- [Assignment]
Where a line of the records contains the word "super", show that line.

- [Dataset extract]
//! Firestore REST adapter for profiles and dossiers.
//!
//! Document layout:
//! ```text
//! projects/{project}/databases/(default)/documents/
//! └── users/{uid}                       # UserProfile
//!     └── dossiers/{dossier_id}         # Dossier
//! ```

use std::sync::Arc;

use async_trait::async_trait;
use chrono::{DateTime, Utc};
use grace_core::config::BackendConfig;
use grace_core::dossier::{Dossier, DossierPatch, DossierRepository};
use grace_core::error::{GraceError, Result};
use grace_core::user::{ProfileRepository, ProfileUpdate, UserProfile};
use reqwest::{RequestBuilder, StatusCode};
use serde::Deserialize;
use serde_json::json;

use super::client::{TokenSource, build_http_client, firestore_error, map_transport_error};
use super::value::{
    Document, Fields, decode_dossier, decode_profile, encode_dossier, encode_dossier_patch,
    encode_profile, encode_profile_update,
};

/// One element of a `runQuery` response stream.
#[derive(Debug, Deserialize)]
struct QueryResult {
    #[serde(default)]
    document: Option<Document>,
}

pub struct FirestoreDocumentStore {
    http: reqwest::Client,
    documents_root: String,
    users_collection: String,
    dossiers_collection: String,
    tokens: Arc<dyn TokenSource>,
}

impl FirestoreDocumentStore {
    pub fn new(config: &BackendConfig, tokens: Arc<dyn TokenSource>) -> Result<Self> {
        if config.project_id.is_empty() {
            return Err(GraceError::config(
                "backend.project_id is required for the firebase backend",
            ));
        }
        Ok(Self {
            http: build_http_client(config)?,
            documents_root: format!(
                "{}/projects/{}/databases/(default)/documents",
                config.firestore_endpoint.trim_end_matches('/'),
                config.project_id
            ),
            users_collection: config.users_collection.clone(),
            dossiers_collection: config.dossiers_collection.clone(),
            tokens,
        })
    }

    fn profile_url(&self, uid: &str) -> String {
        format!("{}/{}/{}", self.documents_root, self.users_collection, uid)
    }

    fn dossiers_url(&self, user_id: &str) -> String {
        format!("{}/{}", self.profile_url(user_id), self.dossiers_collection)
    }

    fn dossier_url(&self, user_id: &str, dossier_id: &str) -> String {
        format!("{}/{}", self.dossiers_url(user_id), dossier_id)
    }

    fn authorized(&self, request: RequestBuilder) -> RequestBuilder {
        match self.tokens.id_token() {
            Some(token) => request.bearer_auth(token),
            None => request,
        }
    }

    async fn get_document(&self, url: String, entity_type: &'static str, id: &str) -> Result<Option<Document>> {
        let response = self
            .authorized(self.http.get(url))
            .send()
            .await
            .map_err(map_transport_error)?;
        match response.status() {
            status if status.is_success() => {
                Ok(Some(response.json().await.map_err(map_transport_error)?))
            }
            StatusCode::NOT_FOUND => Ok(None),
            _ => Err(firestore_error(response, entity_type, id).await),
        }
    }

    /// PATCH with an update mask and an existence precondition.
    async fn patch_existing(
        &self,
        url: String,
        fields: Fields,
        mask: Vec<String>,
        entity_type: &'static str,
        id: &str,
    ) -> Result<()> {
        let mut query: Vec<(&str, String)> = mask
            .into_iter()
            .map(|path| ("updateMask.fieldPaths", path))
            .collect();
        query.push(("currentDocument.exists", "true".to_string()));

        let response = self
            .authorized(self.http.patch(url).query(&query))
            .json(&Document::from_fields(fields))
            .send()
            .await
            .map_err(map_transport_error)?;
        if response.status().is_success() {
            Ok(())
        } else {
            Err(firestore_error(response, entity_type, id).await)
        }
    }
}

#[async_trait]
impl ProfileRepository for FirestoreDocumentStore {
    async fn find_by_id(&self, uid: &str) -> Result<Option<UserProfile>> {
        self.get_document(self.profile_url(uid), "profile", uid)
            .await?
            .map(|document| decode_profile(&document))
            .transpose()
    }

    async fn save(&self, profile: &UserProfile) -> Result<()> {
        // PATCH without a mask replaces the whole document, creating it if needed.
        let response = self
            .authorized(self.http.patch(self.profile_url(&profile.uid)))
            .json(&Document::from_fields(encode_profile(profile)))
            .send()
            .await
            .map_err(map_transport_error)?;
        if response.status().is_success() {
            tracing::debug!("[Firestore] Saved profile {}", profile.uid);
            Ok(())
        } else {
            Err(firestore_error(response, "profile", &profile.uid).await)
        }
    }

    async fn update(
        &self,
        uid: &str,
        update: &ProfileUpdate,
        updated_at: DateTime<Utc>,
    ) -> Result<()> {
        let (fields, mask) = encode_profile_update(update, updated_at);
        self.patch_existing(self.profile_url(uid), fields, mask, "profile", uid)
            .await
    }
}

#[async_trait]
impl DossierRepository for FirestoreDocumentStore {
    async fn create(&self, dossier: &Dossier) -> Result<()> {
        // POST with an explicit documentId fails with ALREADY_EXISTS instead of overwriting.
        let response = self
            .authorized(
                self.http
                    .post(self.dossiers_url(&dossier.user_id))
                    .query(&[("documentId", dossier.id.as_str())]),
            )
            .json(&Document::from_fields(encode_dossier(dossier)))
            .send()
            .await
            .map_err(map_transport_error)?;
        if response.status().is_success() {
            Ok(())
        } else {
            Err(firestore_error(response, "dossier", &dossier.id).await)
        }
    }

    async fn find_by_id(&self, user_id: &str, dossier_id: &str) -> Result<Option<Dossier>> {
        self.get_document(self.dossier_url(user_id, dossier_id), "dossier", dossier_id)
            .await?
            .map(|document| decode_dossier(&document, user_id))
            .transpose()
    }

    async fn list_by_created_desc(&self, user_id: &str) -> Result<Vec<Dossier>> {
        let body = json!({
            "structuredQuery": {
                "from": [{ "collectionId": self.dossiers_collection }],
                "orderBy": [{
                    "field": { "fieldPath": "createdAt" },
                    "direction": "DESCENDING"
                }]
            }
        });
        let response = self
            .authorized(
                self.http
                    .post(format!("{}:runQuery", self.profile_url(user_id))),
            )
            .json(&body)
            .send()
            .await
            .map_err(map_transport_error)?;
        if !response.status().is_success() {
            return Err(firestore_error(response, "dossier", user_id).await);
        }

        let results: Vec<QueryResult> = response.json().await.map_err(map_transport_error)?;
        // An empty collection yields a single element without `document`.
        results
            .into_iter()
            .filter_map(|result| result.document)
            .map(|document| decode_dossier(&document, user_id))
            .collect()
    }

    async fn update(
        &self,
        user_id: &str,
        dossier_id: &str,
        patch: &DossierPatch,
        updated_at: DateTime<Utc>,
    ) -> Result<()> {
        let (fields, mask) = encode_dossier_patch(patch, updated_at);
        self.patch_existing(
            self.dossier_url(user_id, dossier_id),
            fields,
            mask,
            "dossier",
            dossier_id,
        )
        .await
    }

    async fn delete(&self, user_id: &str, dossier_id: &str) -> Result<()> {
        let response = self
            .authorized(self.http.delete(self.dossier_url(user_id, dossier_id)))
            .send()
            .await
            .map_err(map_transport_error)?;
        if response.status().is_success() {
            Ok(())
        } else {
            Err(firestore_error(response, "dossier", dossier_id).await)
        }
    }
}

#[cfg(test)]
mod tests {
    use super::*;

    struct NoToken;

    impl TokenSource for NoToken {
        fn id_token(&self) -> Option<String> {
            None
        }
    }

    fn config() -> BackendConfig {
        BackendConfig {
            project_id: "grace-demo".to_string(),
            ..Default::default()
        }
    }

    #[test]
    fn test_requires_project_id() {
        let result = FirestoreDocumentStore::new(&BackendConfig::default(), Arc::new(NoToken));
        assert!(matches!(result, Err(GraceError::Config(_))));
    }

    #[test]
    fn test_document_paths() {
        let store = FirestoreDocumentStore::new(&config(), Arc::new(NoToken)).unwrap();
        assert_eq!(
            store.profile_url("u1"),
            "https://firestore.googleapis.com/v1/projects/grace-demo/databases/(default)/documents/users/u1"
        );
        assert_eq!(
            store.dossier_url("u1", "DOS-1"),
            "https://firestore.googleapis.com/v1/projects/grace-demo/databases/(default)/documents/users/u1/dossiers/DOS-1"
        );
    }

    #[test]
    fn test_empty_query_result_shape() {
        let results: Vec<QueryResult> =
            serde_json::from_str(r#"[{"readTime": "2024-01-01T00:00:00Z"}]"#).unwrap();
        assert_eq!(results.len(), 1);
        assert!(results[0].document.is_none());
    }
}
//! MySQL / MariaDB database client implementation.
//!
//! Columns are classified by the type name the server reports. Text columns
//! with a binary collation arrive as `VARBINARY`/`BLOB` and are kept as bytes.

use crate::config::DatabaseConfig;
use crate::db::{
    connect_with_retry, format_query_error, DatabaseBackend, DatabaseClient, RawRow, RowStream,
    Value,
};
use crate::error::{ApiError, Result};
use async_trait::async_trait;
use futures::{StreamExt, TryStreamExt};
use sqlx::mysql::{MySqlPool, MySqlPoolOptions, MySqlRow};
use sqlx::{Column, Decode, MySql, Row, Type, TypeInfo, ValueRef};

/// MySQL database client.
#[derive(Debug)]
pub struct MySqlClient {
    pool: MySqlPool,
}

impl MySqlClient {
    /// Opens a pool for the configured URL, retrying transient failures.
    pub async fn connect(config: &DatabaseConfig) -> Result<Self> {
        let url = config.url()?;
        let pool = connect_with_retry(config, || {
            MySqlPoolOptions::new()
                .max_connections(config.max_connections)
                .acquire_timeout(config.acquire_timeout())
                .connect(url)
        })
        .await?;

        Ok(Self { pool })
    }
}

#[async_trait]
impl DatabaseClient for MySqlClient {
    fn backend(&self) -> DatabaseBackend {
        DatabaseBackend::MySql
    }

    fn fetch<'a>(&'a self, sql: &'a str, params: &'a [String]) -> RowStream<'a> {
        let mut query = sqlx::query(sql);
        for param in params {
            query = query.bind(param.as_str());
        }

        query
            .fetch(&self.pool)
            .map_err(|e| ApiError::execution(format_query_error(e)))
            .and_then(|row| futures::future::ready(convert_row(&row)))
            .boxed()
    }

    async fn ping(&self) -> Result<()> {
        sqlx::query("SELECT 1")
            .execute(&self.pool)
            .await
            .map_err(|e| ApiError::connection(format_query_error(e)))?;
        Ok(())
    }

    async fn close(&self) -> Result<()> {
        self.pool.close().await;
        Ok(())
    }
}

fn convert_row(row: &MySqlRow) -> Result<RawRow> {
    row.columns()
        .iter()
        .map(|col| Ok((col.name().to_string(), convert_value(row, col.ordinal())?)))
        .collect()
}

fn convert_value(row: &MySqlRow, index: usize) -> Result<Value> {
    let raw = row.try_get_raw(index).map_err(decode_error)?;
    if raw.is_null() {
        return Ok(Value::Null);
    }

    let type_name = row.column(index).type_info().name().to_uppercase();
    let value = match type_name.as_str() {
        "BOOLEAN" => Value::Bool(get(row, index)?),
        "TINYINT" | "SMALLINT" | "MEDIUMINT" | "INT" | "BIGINT" | "YEAR" => {
            Value::Int(get(row, index)?)
        }
        "TINYINT UNSIGNED" | "SMALLINT UNSIGNED" | "MEDIUMINT UNSIGNED" | "INT UNSIGNED"
        | "BIGINT UNSIGNED" => match i64::try_from(get::<u64>(row, index)?) {
            Ok(v) => Value::Int(v),
            Err(_) => Value::Unsupported(type_name),
        },
        "FLOAT" => Value::Float(get::<f32>(row, index)? as f64),
        "DOUBLE" => Value::Float(get(row, index)?),
        "CHAR" | "VARCHAR" | "TINYTEXT" | "TEXT" | "MEDIUMTEXT" | "LONGTEXT" | "ENUM" | "SET" => {
            Value::String(get(row, index)?)
        }
        "BINARY" | "VARBINARY" | "TINYBLOB" | "BLOB" | "MEDIUMBLOB" | "LONGBLOB" => {
            Value::Bytes(get(row, index)?)
        }
        _ => Value::Unsupported(type_name),
    };

    Ok(value)
}

// Dispatch above already picked the Rust type from the column's type name,
// so the driver's own compatibility check is skipped.
fn get<'r, T>(row: &'r MySqlRow, index: usize) -> Result<T>
where
    T: Decode<'r, MySql> + Type<MySql>,
{
    row.try_get_unchecked(index).map_err(decode_error)
}

fn decode_error(error: sqlx::Error) -> ApiError {
    ApiError::execution(format!("Failed to decode column: {error}"))
}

- [Task response]
use super::client::{TokenSource, build_http_client, firestore_error, map_transport_error};
use super::value::{
    use super::*;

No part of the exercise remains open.